[Stored entries]
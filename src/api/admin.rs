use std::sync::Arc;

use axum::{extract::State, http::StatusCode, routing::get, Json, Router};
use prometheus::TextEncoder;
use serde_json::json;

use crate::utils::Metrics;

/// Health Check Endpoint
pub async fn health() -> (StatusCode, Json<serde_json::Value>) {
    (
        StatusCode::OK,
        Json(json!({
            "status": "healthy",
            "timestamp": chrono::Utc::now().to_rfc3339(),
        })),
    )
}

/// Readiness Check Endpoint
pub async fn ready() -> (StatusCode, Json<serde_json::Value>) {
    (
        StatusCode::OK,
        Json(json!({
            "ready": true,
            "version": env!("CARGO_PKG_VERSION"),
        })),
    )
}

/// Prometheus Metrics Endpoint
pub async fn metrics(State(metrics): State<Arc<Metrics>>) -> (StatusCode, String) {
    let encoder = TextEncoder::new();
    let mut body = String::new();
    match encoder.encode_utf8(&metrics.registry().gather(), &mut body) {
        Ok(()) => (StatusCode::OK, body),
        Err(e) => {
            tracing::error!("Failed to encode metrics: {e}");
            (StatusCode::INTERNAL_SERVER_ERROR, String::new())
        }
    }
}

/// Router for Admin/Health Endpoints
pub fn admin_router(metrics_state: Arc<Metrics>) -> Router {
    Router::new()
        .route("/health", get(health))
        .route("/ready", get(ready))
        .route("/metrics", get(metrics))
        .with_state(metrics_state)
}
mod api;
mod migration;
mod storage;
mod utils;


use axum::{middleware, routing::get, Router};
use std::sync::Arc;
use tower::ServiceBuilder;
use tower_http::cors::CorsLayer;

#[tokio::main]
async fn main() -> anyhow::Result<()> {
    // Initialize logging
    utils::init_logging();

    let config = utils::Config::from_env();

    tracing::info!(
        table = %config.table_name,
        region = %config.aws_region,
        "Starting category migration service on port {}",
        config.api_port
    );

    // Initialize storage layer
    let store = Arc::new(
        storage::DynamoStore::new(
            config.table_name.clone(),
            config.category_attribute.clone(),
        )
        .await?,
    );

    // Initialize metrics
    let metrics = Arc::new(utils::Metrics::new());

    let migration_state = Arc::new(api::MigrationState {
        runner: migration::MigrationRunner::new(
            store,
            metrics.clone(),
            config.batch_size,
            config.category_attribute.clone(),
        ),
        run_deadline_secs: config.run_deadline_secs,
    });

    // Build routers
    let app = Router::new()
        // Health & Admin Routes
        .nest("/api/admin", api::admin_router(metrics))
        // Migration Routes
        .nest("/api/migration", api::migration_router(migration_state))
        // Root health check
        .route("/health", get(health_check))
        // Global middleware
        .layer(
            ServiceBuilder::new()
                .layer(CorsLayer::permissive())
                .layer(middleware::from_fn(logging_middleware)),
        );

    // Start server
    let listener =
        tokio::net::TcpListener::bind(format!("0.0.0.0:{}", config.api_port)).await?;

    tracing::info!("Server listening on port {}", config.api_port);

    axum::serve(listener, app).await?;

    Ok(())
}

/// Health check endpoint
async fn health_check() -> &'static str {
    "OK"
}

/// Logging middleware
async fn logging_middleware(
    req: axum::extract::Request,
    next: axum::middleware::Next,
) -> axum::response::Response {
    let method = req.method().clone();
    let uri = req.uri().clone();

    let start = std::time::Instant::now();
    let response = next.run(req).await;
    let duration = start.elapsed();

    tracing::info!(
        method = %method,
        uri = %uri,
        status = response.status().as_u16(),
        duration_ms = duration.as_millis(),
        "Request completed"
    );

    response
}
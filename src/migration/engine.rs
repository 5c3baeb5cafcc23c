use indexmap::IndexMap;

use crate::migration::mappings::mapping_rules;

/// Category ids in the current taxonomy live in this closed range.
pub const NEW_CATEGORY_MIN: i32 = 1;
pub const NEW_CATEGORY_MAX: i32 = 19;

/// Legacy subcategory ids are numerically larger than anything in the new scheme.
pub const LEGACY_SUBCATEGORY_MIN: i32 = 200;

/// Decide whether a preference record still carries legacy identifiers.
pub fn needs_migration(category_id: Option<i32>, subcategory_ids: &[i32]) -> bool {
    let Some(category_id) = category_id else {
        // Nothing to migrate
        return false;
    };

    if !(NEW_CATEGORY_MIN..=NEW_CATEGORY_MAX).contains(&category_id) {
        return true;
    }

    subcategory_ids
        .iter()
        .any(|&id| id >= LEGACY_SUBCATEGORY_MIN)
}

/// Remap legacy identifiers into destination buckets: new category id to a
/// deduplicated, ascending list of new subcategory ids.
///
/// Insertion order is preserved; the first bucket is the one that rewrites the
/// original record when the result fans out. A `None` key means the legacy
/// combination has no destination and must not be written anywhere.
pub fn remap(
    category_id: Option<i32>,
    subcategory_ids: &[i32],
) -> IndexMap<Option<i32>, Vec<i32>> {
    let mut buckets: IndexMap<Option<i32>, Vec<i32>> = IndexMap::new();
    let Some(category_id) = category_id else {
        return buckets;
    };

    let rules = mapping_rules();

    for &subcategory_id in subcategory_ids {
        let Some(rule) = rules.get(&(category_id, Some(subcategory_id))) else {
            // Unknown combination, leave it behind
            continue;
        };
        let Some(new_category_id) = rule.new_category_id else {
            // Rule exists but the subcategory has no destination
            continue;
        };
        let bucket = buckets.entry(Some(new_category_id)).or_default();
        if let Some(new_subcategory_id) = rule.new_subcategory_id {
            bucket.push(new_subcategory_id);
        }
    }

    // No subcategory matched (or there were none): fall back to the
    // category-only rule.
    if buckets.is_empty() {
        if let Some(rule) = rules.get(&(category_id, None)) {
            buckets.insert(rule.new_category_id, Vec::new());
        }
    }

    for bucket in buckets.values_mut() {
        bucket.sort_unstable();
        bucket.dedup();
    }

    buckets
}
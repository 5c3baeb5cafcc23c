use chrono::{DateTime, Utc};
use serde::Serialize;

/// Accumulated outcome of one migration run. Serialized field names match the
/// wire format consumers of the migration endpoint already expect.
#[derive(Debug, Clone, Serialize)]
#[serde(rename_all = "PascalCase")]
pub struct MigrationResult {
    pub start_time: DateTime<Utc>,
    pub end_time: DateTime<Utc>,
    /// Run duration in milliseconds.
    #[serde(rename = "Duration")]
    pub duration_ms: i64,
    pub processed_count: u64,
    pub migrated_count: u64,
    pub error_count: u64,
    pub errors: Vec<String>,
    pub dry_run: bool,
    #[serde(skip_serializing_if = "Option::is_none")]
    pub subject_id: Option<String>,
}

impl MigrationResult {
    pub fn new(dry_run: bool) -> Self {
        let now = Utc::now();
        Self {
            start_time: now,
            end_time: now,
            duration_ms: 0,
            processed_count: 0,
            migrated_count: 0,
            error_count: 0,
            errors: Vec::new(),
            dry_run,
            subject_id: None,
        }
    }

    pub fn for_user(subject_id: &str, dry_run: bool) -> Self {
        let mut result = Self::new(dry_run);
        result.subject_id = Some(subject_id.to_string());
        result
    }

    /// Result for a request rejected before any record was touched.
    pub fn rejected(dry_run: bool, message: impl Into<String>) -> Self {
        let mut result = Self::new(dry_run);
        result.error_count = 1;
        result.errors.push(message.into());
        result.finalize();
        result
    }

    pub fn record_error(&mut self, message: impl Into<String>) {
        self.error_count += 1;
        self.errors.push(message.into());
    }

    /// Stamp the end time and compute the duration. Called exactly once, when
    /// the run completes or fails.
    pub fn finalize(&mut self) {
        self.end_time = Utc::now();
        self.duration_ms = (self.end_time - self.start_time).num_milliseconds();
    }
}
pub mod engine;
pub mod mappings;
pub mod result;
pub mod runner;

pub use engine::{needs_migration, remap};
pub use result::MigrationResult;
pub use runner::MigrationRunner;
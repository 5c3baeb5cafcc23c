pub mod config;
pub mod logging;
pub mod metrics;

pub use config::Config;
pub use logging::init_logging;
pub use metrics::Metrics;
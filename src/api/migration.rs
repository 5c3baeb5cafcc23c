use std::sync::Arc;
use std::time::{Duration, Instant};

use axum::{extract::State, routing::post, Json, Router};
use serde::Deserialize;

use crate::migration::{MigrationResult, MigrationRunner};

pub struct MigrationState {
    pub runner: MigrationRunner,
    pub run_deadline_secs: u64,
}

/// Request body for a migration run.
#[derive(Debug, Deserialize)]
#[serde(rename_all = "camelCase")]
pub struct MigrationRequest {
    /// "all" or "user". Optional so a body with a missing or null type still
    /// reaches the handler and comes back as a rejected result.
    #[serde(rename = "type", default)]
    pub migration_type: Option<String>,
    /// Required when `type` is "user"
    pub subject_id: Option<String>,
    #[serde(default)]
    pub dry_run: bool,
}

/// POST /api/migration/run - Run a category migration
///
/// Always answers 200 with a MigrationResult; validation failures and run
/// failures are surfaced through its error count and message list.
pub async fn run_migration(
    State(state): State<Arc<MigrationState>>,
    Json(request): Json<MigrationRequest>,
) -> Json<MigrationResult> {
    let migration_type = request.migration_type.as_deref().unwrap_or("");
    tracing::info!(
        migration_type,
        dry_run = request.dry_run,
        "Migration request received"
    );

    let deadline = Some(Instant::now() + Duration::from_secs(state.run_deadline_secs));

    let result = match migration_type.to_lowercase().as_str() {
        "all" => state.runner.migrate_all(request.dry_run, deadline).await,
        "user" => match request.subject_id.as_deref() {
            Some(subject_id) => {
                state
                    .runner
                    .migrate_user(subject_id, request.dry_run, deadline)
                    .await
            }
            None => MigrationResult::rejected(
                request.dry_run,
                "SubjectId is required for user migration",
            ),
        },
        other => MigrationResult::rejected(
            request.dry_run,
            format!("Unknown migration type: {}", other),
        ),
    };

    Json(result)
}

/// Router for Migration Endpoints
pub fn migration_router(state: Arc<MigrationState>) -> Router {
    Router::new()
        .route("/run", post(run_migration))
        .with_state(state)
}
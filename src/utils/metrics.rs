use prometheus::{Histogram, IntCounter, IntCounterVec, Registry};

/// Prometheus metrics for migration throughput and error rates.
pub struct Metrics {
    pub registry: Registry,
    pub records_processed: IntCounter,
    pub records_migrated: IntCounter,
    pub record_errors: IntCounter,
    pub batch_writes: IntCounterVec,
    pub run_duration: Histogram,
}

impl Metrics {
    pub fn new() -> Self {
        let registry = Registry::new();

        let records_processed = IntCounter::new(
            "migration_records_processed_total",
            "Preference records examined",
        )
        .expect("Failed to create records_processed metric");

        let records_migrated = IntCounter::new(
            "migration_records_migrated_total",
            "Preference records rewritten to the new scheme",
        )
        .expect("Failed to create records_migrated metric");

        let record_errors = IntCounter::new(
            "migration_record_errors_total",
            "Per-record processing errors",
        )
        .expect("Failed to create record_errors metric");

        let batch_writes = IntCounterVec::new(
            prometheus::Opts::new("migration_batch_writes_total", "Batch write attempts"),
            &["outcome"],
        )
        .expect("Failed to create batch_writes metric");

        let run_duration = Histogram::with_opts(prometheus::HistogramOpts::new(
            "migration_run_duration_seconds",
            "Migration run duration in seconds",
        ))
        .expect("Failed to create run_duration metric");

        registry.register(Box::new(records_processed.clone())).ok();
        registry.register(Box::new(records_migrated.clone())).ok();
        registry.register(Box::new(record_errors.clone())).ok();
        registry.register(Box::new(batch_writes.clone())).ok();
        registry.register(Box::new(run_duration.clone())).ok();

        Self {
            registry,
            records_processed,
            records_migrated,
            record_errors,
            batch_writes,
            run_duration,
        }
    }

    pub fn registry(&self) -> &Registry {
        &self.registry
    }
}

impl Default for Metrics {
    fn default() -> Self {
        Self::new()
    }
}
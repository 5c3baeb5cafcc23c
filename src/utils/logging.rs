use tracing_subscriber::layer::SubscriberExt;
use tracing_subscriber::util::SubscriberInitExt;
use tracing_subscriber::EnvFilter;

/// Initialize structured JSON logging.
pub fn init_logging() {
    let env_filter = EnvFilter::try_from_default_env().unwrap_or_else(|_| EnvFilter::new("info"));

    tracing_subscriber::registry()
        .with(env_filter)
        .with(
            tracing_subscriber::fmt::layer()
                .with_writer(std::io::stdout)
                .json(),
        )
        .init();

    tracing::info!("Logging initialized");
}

=== WHAT THE TASK ASKS ===
Taking the line with "pub use config::Config;" as the first and the line with "pub struct MigrationRequest" as the last, retype that stretch of the data above exactly, with no other lines.

=== RESULT OF THIS EXERCISE ===
pub use config::Config;
pub use logging::init_logging;
pub use metrics::Metrics;
filename src/api/migration.rs
repository 5c3baeb5cafcc23c
use std::sync::Arc;
use std::time::{Duration, Instant};

use axum::{extract::State, routing::post, Json, Router};
use serde::Deserialize;

use crate::migration::{MigrationResult, MigrationRunner};

pub struct MigrationState {
    pub runner: MigrationRunner,
    pub run_deadline_secs: u64,
}

/// Request body for a migration run.
#[derive(Debug, Deserialize)]
#[serde(rename_all = "camelCase")]
pub struct MigrationRequest {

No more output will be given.